Sitting on a toilet is a relaxing experience, usually. It wasn’t for the first sacroiliac injury I ever treated. She was a rotund young lady in her mid-twenties. While sitting on a commode in a luxury hotel, it came unbolted from the wall whereupon she and the bowl landed on the floor. She sustained a left sacroiliac strain from this, which unfortunately led to chronic sacroiliac pain, sacroiliitis. She subsequently had a significant (perhaps excessive) course of evaluation, treatment, disability claims and litigation. I distinctly recall feeling sorry for that hotel chain, let alone myself and the other physicians from whom she sought care.

Imposter? Better said, the differential diagnosis of medical problems or injuries than can cause similar signs and symptoms is extensive. This is because the locations of pain and radiation can differ among patients, and vary for a single patient. Inflammatory and seronegative arthropathies, lumbar radiculitis, degenerative disc disease, spondylosis, spondylolysis, sacral fracture, metastatic disease, pelvic pain, (e.g., uterine fibroids), can all have similar presenting symptoms. It can accompany mechanical imbalance, such as that seen with leg length discrepancies, scoliosis, spasticity, etc. Because symptoms are obscure and diagnosis challenging, expensive testing is usually non-diagnostic and ill-defined treatment often unsuccessful. Patients often have had extensive evaluations, MRI’s, EMG’s, etc, without clarification of the problem.

Sacroiliac strain/dysfunction should be in the mind of the examiner for any patient with sciatica, i.e. lumbar pain and leg pain. One of my favorite teachers in medical school, someone very good at physical examination, told us one day, “you can see the same things I see, if you look for them.” If not considered, the diagnosis will be missed. There will usually be a historical event, perhaps repetitive, of differential rotational force across the pelvis. Pertinent negatives should exclude other, non-occupational, medical conditions that can imitate the same symptoms. I’ve listed some of those conditions I’ve seen in practice, above. On exam, specific tenderness over the sacroiliac joint it usually (not always) present, and Patrick and Gaenslen exam maneuvers can be supportive in the empiric diagnosis. Neurological, musculoskeletal, abdominal examinations should be negative. A fluoroscopically guided diagnostic injection of the sacroiliac joint provides the best diagnostic confirmation.

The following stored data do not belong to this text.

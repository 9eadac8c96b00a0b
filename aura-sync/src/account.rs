//! Token balance, purchase history and the package catalogue.

use std::sync::Arc;

use aura_core::{
    AuraConfig, CacheKey, PackageWithPrices, Purchase, SharedClock, TokenBalance, UserId,
};
use aura_storage::CacheManager;
use serde_json::json;
use tokio::sync::watch;

use crate::collaborators::{call_typed, ops, SharedRemote};
use crate::resource::{CachedResource, ResourceFactory, ResourceState};
use crate::session::SessionStore;

pub struct AccountStore {
    balance: CachedResource<TokenBalance>,
    purchases: CachedResource<Vec<Purchase>>,
    packages: CachedResource<Vec<PackageWithPrices>>,
    session: Arc<SessionStore>,
    remote: SharedRemote,
}

impl AccountStore {
    pub fn new(
        config: &AuraConfig,
        cache: Arc<CacheManager>,
        session: Arc<SessionStore>,
        remote: SharedRemote,
        clock: SharedClock,
    ) -> Self {
        let resource = ResourceFactory::new(
            cache,
            session.clone(),
            clock,
            config.sync.background_refresh_threshold,
        );
        Self {
            balance: resource.build("token_balance", config.ttl.token_balance()),
            purchases: resource.build("purchases", config.ttl.purchases()),
            packages: resource.build("packages_with_prices", config.ttl.packages()),
            session,
            remote,
        }
    }

    pub fn balance(&self) -> Option<TokenBalance> {
        self.balance.value()
    }

    pub fn purchases(&self) -> Vec<Purchase> {
        self.purchases.value().unwrap_or_default()
    }

    pub fn packages(&self) -> Vec<PackageWithPrices> {
        self.packages.value().unwrap_or_default()
    }

    pub fn balance_state(&self) -> ResourceState<TokenBalance> {
        self.balance.snapshot()
    }

    pub fn subscribe_balance(&self) -> watch::Receiver<ResourceState<TokenBalance>> {
        self.balance.subscribe()
    }

    pub fn is_loading(&self) -> bool {
        self.balance.is_loading() || self.purchases.is_loading() || self.packages.is_loading()
    }

    /// First error among the account resources.
    pub fn error(&self) -> Option<String> {
        self.balance
            .error()
            .or_else(|| self.purchases.error())
            .or_else(|| self.packages.error())
    }

    pub async fn load_balance(&self, force: bool) -> Option<TokenBalance> {
        let user_id = self.session.user_id()?;
        let key = CacheKey::token_balance(&user_id);
        self.balance
            .load(&key, force, || fetch_balance(self.remote.clone(), user_id))
            .await
    }

    pub async fn refresh_balance_in_background(&self) -> bool {
        let Some(user_id) = self.session.user_id() else {
            return false;
        };
        let key = CacheKey::token_balance(&user_id);
        self.balance
            .refresh_in_background(&key, || fetch_balance(self.remote.clone(), user_id))
            .await
    }

    pub async fn load_purchases(&self, force: bool) -> Vec<Purchase> {
        let Some(user_id) = self.session.user_id() else {
            return Vec::new();
        };
        let key = CacheKey::purchases(&user_id);
        let remote = self.remote.clone();
        self.purchases
            .load(&key, force, || async move {
                call_typed(
                    remote.as_ref(),
                    ops::GET_USER_PURCHASES,
                    json!({ "user_id": user_id }),
                )
                .await
            })
            .await
            .unwrap_or_default()
    }

    /// The global catalogue. Does not need a signed-in user.
    pub async fn load_packages(&self, force: bool) -> Vec<PackageWithPrices> {
        let remote = self.remote.clone();
        self.packages
            .load(&CacheKey::packages_with_prices(), force, || async move {
                call_typed(remote.as_ref(), ops::GET_PACKAGES_WITH_PRICES, json!({})).await
            })
            .await
            .unwrap_or_default()
    }

    /// Deduct locally consumed tokens ahead of the next balance fetch.
    pub fn record_local_spend(&self, amount: i64) -> Option<TokenBalance> {
        let user_id = self.session.user_id()?;
        let updated = self
            .balance
            .update_local(&CacheKey::token_balance(&user_id), |b| b.spend(amount))?;
        tracing::debug!(user_id = %user_id, amount, remaining = updated.tokens_remaining, "Local spend recorded");
        Some(updated)
    }

    /// Keys this store loads for `user_id`.
    pub fn tracked_keys(user_id: &UserId) -> Vec<CacheKey> {
        vec![
            CacheKey::token_balance(user_id),
            CacheKey::purchases(user_id),
            CacheKey::packages_with_prices(),
        ]
    }

    /// Forget the per-user values. The catalogue is global and stays.
    pub fn reset(&self) {
        self.balance.reset();
        self.purchases.reset();
    }
}

async fn fetch_balance(
    remote: SharedRemote,
    user_id: UserId,
) -> Result<TokenBalance, aura_core::RemoteError> {
    call_typed(
        remote.as_ref(),
        ops::GET_TOKEN_BALANCE,
        json!({ "user_id": user_id }),
    )
    .await
}
impl OfflineQueue {
    pub fn new(settings: &QueueSettings, clock: SharedClock) -> Self {
        let (events, _) = broadcast::channel(EVENT_CAPACITY);
        Self {
            inner: Mutex::new(QueueInner::default()),
            max_retries: settings.max_retries,
            suppress_threshold: settings.suppress_threshold,
            failure_window: duration_millis(settings.failure_window()),
            failure_history_max: settings.failure_history_max,
            clock,
            events,
            draining: AtomicBool::new(false),
        }
    }

    fn lock(&self) -> std::sync::MutexGuard<'_, QueueInner> {
        self.inner.lock().unwrap_or_else(PoisonError::into_inner)
    }

    fn emit(&self, event: QueueEvent) {
        // No subscribers is fine.
        let _ = self.events.send(event);
    }

    pub fn max_retries(&self) -> u32 {
        self.max_retries
    }

    fn prune(&self, inner: &mut QueueInner) {
        inner.prune_failures(
            self.clock.now_millis(),
            self.failure_window,
            self.failure_history_max,
        );
    }

    /// Park a failed write that any owner may replay.
    pub fn enqueue(&self, operation: impl Into<String>, params: Value) -> EnqueueOutcome {
        self.enqueue_for(None, operation, params)
    }

    /// Park a failed write made for `owner`.
    pub fn enqueue_for(
        &self,
        owner: Option<&str>,
        operation: impl Into<String>,
        params: Value,
    ) -> EnqueueOutcome {
        let operation = operation.into();
        let fingerprint = operation_fingerprint(&operation, &params);

        let outcome = {
            let mut inner = self.lock();
            self.prune(&mut inner);
            let failures = inner.failures.get(&fingerprint).map_or(0, |r| r.count);
            let pending = inner.items.iter().find(|i| {
                i.owner.as_deref() == owner && i.operation == operation && i.params == params
            });

            if failures.max(pending.map(|i| i.retry_count).unwrap_or(0)) >= self.suppress_threshold {
                EnqueueOutcome::Suppressed
            } else if let Some(item) = pending {
                EnqueueOutcome::Coalesced(item.id)
            } else {
                let id = new_entity_id();
                inner.items.push_back(OfflineQueueItem {
                    id,
                    owner: owner.map(str::to_string),
                    operation: operation.clone(),
                    params,
                    timestamp: self.clock.now_millis(),
                    retry_count: 0,
                });
                EnqueueOutcome::Queued(id)
            }
        };

        match outcome {
            EnqueueOutcome::Queued(id) => {
                tracing::info!(operation = %operation, id = %id, "Queued operation for retry");
                self.emit(QueueEvent::Enqueued { id, operation });
            }
            EnqueueOutcome::Coalesced(id) => {
                tracing::debug!(operation = %operation, id = %id, "Identical operation already queued");
            }
            EnqueueOutcome::Suppressed => {
                tracing::warn!(
                    operation = %operation,
                    fingerprint = %fingerprint,
                    "Operation keeps failing, not queueing it again"
                );
                self.emit(QueueEvent::Suppressed { operation });
            }
        }
        outcome
    }

    /// Replay every queued item once, in insertion order.
    ///
    /// Items enqueued while the pass runs wait for the next pass. A second
    /// concurrent call returns immediately with `skipped` set.
    pub async fn drain<F, Fut, E>(&self, execute: F) -> DrainReport
    where
        F: FnMut(String, Value) -> Fut,
        Fut: Future<Output = Result<(), E>>,
        E: Display,
    {
        self.drain_pass(None, execute).await
    }

    /// Like [`drain`](Self::drain), but items owned by anyone other than
    /// `owner` are held without an attempt. `None` replays unowned items only.
    pub async fn drain_for<F, Fut, E>(&self, owner: Option<&str>, execute: F) -> DrainReport
    where
        F: FnMut(String, Value) -> Fut,
        Fut: Future<Output = Result<(), E>>,
        E: Display,
    {
        self.drain_pass(Some(owner), execute).await
    }

    async fn drain_pass<F, Fut, E>(
        &self,
        owner: Option<Option<&str>>,
        mut execute: F,
    ) -> DrainReport
    where
        F: FnMut(String, Value) -> Fut,
        Fut: Future<Output = Result<(), E>>,
        E: Display,
    {
        if self.draining.swap(true, Ordering::AcqRel) {
            return DrainReport {
                skipped: true,
                remaining: self.len(),
                ..Default::default()
            };
        }
        let _guard = DrainGuard(&self.draining);

        let pass: Vec<OfflineQueueItem> = self.lock().items.iter().cloned().collect();
        let mut report = DrainReport::default();

        for item in pass {
            if owner.is_some_and(|owner| !item.runs_for(owner)) {
                report.held += 1;
                continue;
            }
            if item.retry_count >= self.max_retries {
                let dropped = self.lock().remove(item.id);
                if let Some(dropped) = dropped {
                    self.report_exhausted(&mut report, dropped);
                }
                report.failed += 1;
                continue;
            }

            report.attempted += 1;
            let result = execute(item.operation.clone(), item.params.clone()).await;

            match result {
                Ok(()) => {
                    {
                        let mut inner = self.lock();
                        inner.remove(item.id);
                        inner.failures.remove(&item.fingerprint());
                    }
                    report.succeeded += 1;
                    tracing::info!(operation = %item.operation, id = %item.id, "Queued operation succeeded");
                    self.emit(QueueEvent::Succeeded {
                        id: item.id,
                        operation: item.operation,
                    });
                }
                Err(e) => {
                    report.failed += 1;
                    let exhausted = {
                        let mut inner = self.lock();
                        inner.record_failure(item.fingerprint(), self.clock.now_millis());
                        self.prune(&mut inner);
                        let Some(queued) = inner.items.iter_mut().find(|i| i.id == item.id) else {
                            // Cleared while the attempt was in flight.
                            continue;
                        };
                        queued.retry_count += 1;
                        let retry_count = queued.retry_count;
                        if retry_count >= self.max_retries {
                            inner.remove(item.id)
                        } else {
                            drop(inner);
                            report.retried += 1;
                            tracing::debug!(
                                operation = %item.operation,
                                retry_count,
                                error = %e,
                                "Queued operation failed, will retry"
                            );
                            self.emit(QueueEvent::RetryScheduled {
                                id: item.id,
                                operation: item.operation.clone(),
                                retry_count,
                            });
                            None
                        }
                    };
                    if let Some(dropped) = exhausted {
                        tracing::warn!(error = %e, "Last attempt for queued operation failed");
                        self.report_exhausted(&mut report, dropped);
                    }
                }
            }
        }

        report.remaining = self.len();
        report
    }

    fn report_exhausted(&self, report: &mut DrainReport, item: OfflineQueueItem) {
        tracing::warn!(
            operation = %item.operation,
            id = %item.id,
            attempts = item.retry_count,
            "Dropping queued operation after exhausting retries"
        );
        self.emit(QueueEvent::Exhausted {
            id: item.id,
            operation: item.operation.clone(),
            attempts: item.retry_count,
        });
        report.exhausted.push(item);
    }

    pub fn len(&self) -> usize {
        self.lock().items.len()
    }

    pub fn is_empty(&self) -> bool {
        self.len() == 0
    }

    pub fn is_draining(&self) -> bool {
        self.draining.load(Ordering::Acquire)
    }

    /// Queued items in insertion order.
    pub fn items(&self) -> Vec<OfflineQueueItem> {
        self.lock().items.iter().cloned().collect()
    }

    /// Drop every item and the failure history.
    pub fn clear(&self) {
        let mut inner = self.lock();
        inner.items.clear();
        inner.failures.clear();
    }

    pub fn subscribe(&self) -> broadcast::Receiver<QueueEvent> {
        self.events.subscribe()
    }

    pub fn snapshot(&self) -> QueueSnapshot {
        let inner = self.lock();
        QueueSnapshot {
            items: inner.items.iter().cloned().collect(),
            failures: inner.failures.clone(),
        }
    }

    /// Replace the contents with a snapshot. Returns the item count.
    pub fn restore(&self, snapshot: QueueSnapshot) -> usize {
        let mut inner = self.lock();
        inner.items = snapshot.items.into();
        inner.failures = snapshot.failures;
        self.prune(&mut inner);
        inner.items.len()
    }

    /// Load persisted items. Failures are logged and leave the queue as is.
    pub async fn load_from(&self, persistence: &dyn KeyValuePersistence) -> usize {
        match persistence.get(STORE_OFFLINE_QUEUE).await {
            Ok(Some(value)) => match serde_json::from_value::<QueueSnapshot>(value) {
                Ok(snapshot) => {
                    let count = self.restore(snapshot);
                    tracing::info!(items = count, "Loaded persisted offline queue");
                    count
                }
                Err(e) => {
                    tracing::warn!(error = %e, "Persisted offline queue is unreadable");
                    0
                }
            },
            Ok(None) => 0,
            Err(e) => {
                tracing::warn!(error = %e, "Failed to load offline queue");
                0
            }
        }
    }

    /// Persist the queue. Failures are logged and swallowed.
    pub async fn save_to(&self, persistence: &dyn KeyValuePersistence) -> bool {
        let value = match serde_json::to_value(self.snapshot()) {
            Ok(value) => value,
            Err(e) => {
                tracing::warn!(error = %e, "Failed to serialize offline queue");
                return false;
            }
        };
        match persistence.set(STORE_OFFLINE_QUEUE, value).await {
            Ok(()) => true,
            Err(e) => {
                tracing::warn!(error = %e, "Failed to persist offline queue");
                false
            }
        }
    }
}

Special testing should include, lumbar X-rays to include oblique and flexion/extension views, lumbar MRI, and rheumatologic laboratories. These are to exclude vertebral compression fracture, spondylolisthesis, spondylosis, disc pathology, instability, and rheumatologic conditions. If complete pain relief is noted after an injection (a diagnostic response) is seen, but with rapid return of significant pain the same or next day, a bone scan or pelvic MR should be considered to exclude a pelvic/sacral fracture or other destructive pathology, if warranted by history or laboratory abnormalities.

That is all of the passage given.